use std::path::PathBuf;

use anyhow::Context;
use clap::Parser;
use rankings_core::constants::OUTPUT_HTML_FOLDER;
use rankings_ingest::exit_code;

/// Reorganizes a flat directory of legacy-named ranking HTML files into
/// the nested `html/<rankingId>/{by_merit,by_course}` layout `scraper`
/// produces.
#[derive(Parser)]
#[command(author, version, about, long_about = None)]
struct Cli {
    /// Directory containing the legacy flat ranking directories.
    #[arg(short = 'i', long)]
    html_dir: PathBuf,

    /// Archive root the migrated tree is written under. Falls back to a
    /// temp directory when omitted.
    #[arg(short, long)]
    data_dir: Option<PathBuf>,
}

#[tokio::main]
async fn main() {
    rankings_ingest::init_logging();

    if let Err(e) = run().await {
        tracing::error!(error = ?e, "migrator run failed");
        std::process::exit(exit_code::IO_ERROR);
    }
    std::process::exit(exit_code::OK);
}

async fn run() -> anyhow::Result<()> {
    let cli = Cli::parse();
    let data_dir = rankings_ingest::resolve_data_dir(cli.data_dir);
    let html_out_dir = data_dir.join(OUTPUT_HTML_FOLDER);

    rankings_ingest::ensure_dir_exists(&html_out_dir)
        .await
        .with_context(|| format!("creating data directory {}", html_out_dir.display()))?;

    rankings_core::migrate::migrate_html_tree(&cli.html_dir, &html_out_dir)
        .await
        .context("migrating legacy html tree")?;
    Ok(())
}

■ Work item ■
Wherever the string "PathBuf" appears in the entries above, return the line it appears on.

■ Answer below ■
use std::path::PathBuf;
    html_dir: PathBuf,
    data_dir: Option<PathBuf>,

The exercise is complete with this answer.